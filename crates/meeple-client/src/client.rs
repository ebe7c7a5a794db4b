use std::sync::LazyLock;
use std::thread;
use std::time::Duration;

use chrono::NaiveDate;
use regex::Regex;
use serde::{Deserialize, Serialize};
use serde_json::json;

use crate::error::{Error, Result};
use crate::parse;
use meeple_types::{CollectionItem, GameSummary, Play};

pub const DEFAULT_API_ROOT: &str = "https://api.geekdo.com/xmlapi2";
pub const DEFAULT_SITE_ROOT: &str = "https://boardgamegeek.com";

/// Characters the search endpoint chokes on; stripped before encoding.
static QUERY_SANITIZER: LazyLock<Regex> =
    LazyLock::new(|| Regex::new(r"[^A-Za-z0-9\s]").unwrap());

/// Collection exports are prepared asynchronously; the endpoint answers
/// 202 until the export is ready.
const COLLECTION_RETRIES: usize = 10;
const COLLECTION_RETRY_DELAY: Duration = Duration::from_secs(2);

/// Account credentials for the remote service.
#[derive(Debug, Clone, Serialize, Deserialize)]
pub struct Credentials {
    pub username: String,
    pub password: String,
}

/// Endpoint roots, overridable from configuration.
#[derive(Debug, Clone)]
pub struct ClientOptions {
    /// Root of the read-only XML API
    pub api_root: String,
    /// Root of the site itself, used for authenticated writes
    pub site_root: String,
}

impl Default for ClientOptions {
    fn default() -> Self {
        Self {
            api_root: DEFAULT_API_ROOT.to_string(),
            site_root: DEFAULT_SITE_ROOT.to_string(),
        }
    }
}

/// Blocking client for the remote board game service. Holds a cookie jar
/// so a `login` call authenticates the writes that follow it.
pub struct BggClient {
    http: reqwest::blocking::Client,
    options: ClientOptions,
}

impl BggClient {
    pub fn new(options: ClientOptions) -> Result<Self> {
        let http = reqwest::blocking::Client::builder()
            .cookie_store(true)
            .user_agent(concat!("meeple/", env!("CARGO_PKG_VERSION")))
            .build()?;
        Ok(Self { http, options })
    }

    /// Search the game database by title.
    pub fn search(&self, query: &str, exact: bool) -> Result<Vec<GameSummary>> {
        let sanitized = QUERY_SANITIZER.replace_all(query, "");
        let url = format!("{}/search", self.options.api_root);
        let body = self
            .http
            .get(&url)
            .query(&[
                ("query", sanitized.as_ref()),
                ("exact", if exact { "1" } else { "0" }),
                ("type", "boardgame"),
            ])
            .send()?
            .error_for_status()?
            .text()?;
        parse::parse_search(&body)
    }

    /// Fetch a user's plays feed, following pagination until a page comes
    /// back empty. `since` narrows the window server-side.
    pub fn plays(&self, username: &str, since: Option<NaiveDate>) -> Result<Vec<Play>> {
        let url = format!("{}/plays", self.options.api_root);
        let mut all = Vec::new();
        let mut page = 1u32;

        loop {
            let mut query = vec![
                ("username".to_string(), username.to_string()),
                ("played".to_string(), "1".to_string()),
                ("page".to_string(), page.to_string()),
            ];
            if let Some(date) = since {
                query.push(("mindate".to_string(), date.format("%Y-%m-%d").to_string()));
            }

            let body = self
                .http
                .get(&url)
                .query(&query)
                .send()?
                .error_for_status()?
                .text()?;

            if body.to_lowercase().contains("invalid object or user") {
                return Err(Error::UnknownUser(username.to_string()));
            }

            let plays = parse::parse_plays_page(&body)?;
            if plays.is_empty() {
                break;
            }
            all.extend(plays);
            page += 1;
        }

        Ok(all)
    }

    /// Establish a session; the cookie jar carries it afterwards.
    pub fn login(&self, credentials: &Credentials) -> Result<()> {
        let url = format!("{}/login/api/v1", self.options.site_root);
        let response = self
            .http
            .post(&url)
            .json(&json!({ "credentials": credentials }))
            .send()?;

        if !response.status().is_success() {
            return Err(Error::AuthRequired);
        }
        Ok(())
    }

    /// Log `quantity` plays of a game on `date`. The endpoint answers 200
    /// even on failure; the outcome is classified from the body.
    pub fn log_play(
        &self,
        game_id: u64,
        date: NaiveDate,
        quantity: u32,
        comment: &str,
    ) -> Result<()> {
        let url = format!("{}/geekplay.php", self.options.site_root);
        let payload = json!({
            "playdate": date.format("%Y-%m-%d").to_string(),
            "objectid": game_id.to_string(),
            "objecttype": "thing",
            "action": "save",
            "quantity": quantity.to_string(),
            "comments": comment,
        });

        let body = self.http.post(&url).json(&payload).send()?.text()?;
        parse::classify_write_response(&body)
    }

    /// Fetch a user's collection, either owned games or the wishlist.
    pub fn collection(&self, username: &str, wishlist: bool) -> Result<Vec<CollectionItem>> {
        let url = format!("{}/collection", self.options.api_root);
        let subtype_filter = if wishlist { ("wishlist", "1") } else { ("own", "1") };
        let query = [
            ("username", username),
            ("stats", "0"),
            subtype_filter,
        ];

        for _ in 0..COLLECTION_RETRIES {
            let response = self.http.get(&url).query(&query).send()?;
            if response.status() == reqwest::StatusCode::ACCEPTED {
                thread::sleep(COLLECTION_RETRY_DELAY);
                continue;
            }

            let body = response.error_for_status()?.text()?;
            if body.to_lowercase().contains("invalid username") {
                return Err(Error::UnknownUser(username.to_string()));
            }
            return parse::parse_collection(&body);
        }

        Err(Error::QueueTimeout)
    }

    /// Persist a new comment string on a collection entry. Requires a
    /// logged-in session.
    pub fn set_comment(&self, item: &CollectionItem, comment: &str) -> Result<()> {
        let url = format!("{}/geekcollection.php", self.options.site_root);
        let object_id = item.object_id.to_string();
        let collection_id = item.collection_id.to_string();

        let body = self
            .http
            .post(&url)
            .form(&[
                ("action", "savedata"),
                ("fieldname", "comment"),
                ("objecttype", "thing"),
                ("objectid", object_id.as_str()),
                ("collid", collection_id.as_str()),
                ("value", comment),
            ])
            .send()?
            .text()?;
        parse::classify_write_response(&body)
    }
}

-- Exercise aim --
Within the data, tally each line containing the string "wishlist". Answer with the number by itself.

-- Result of the task --
3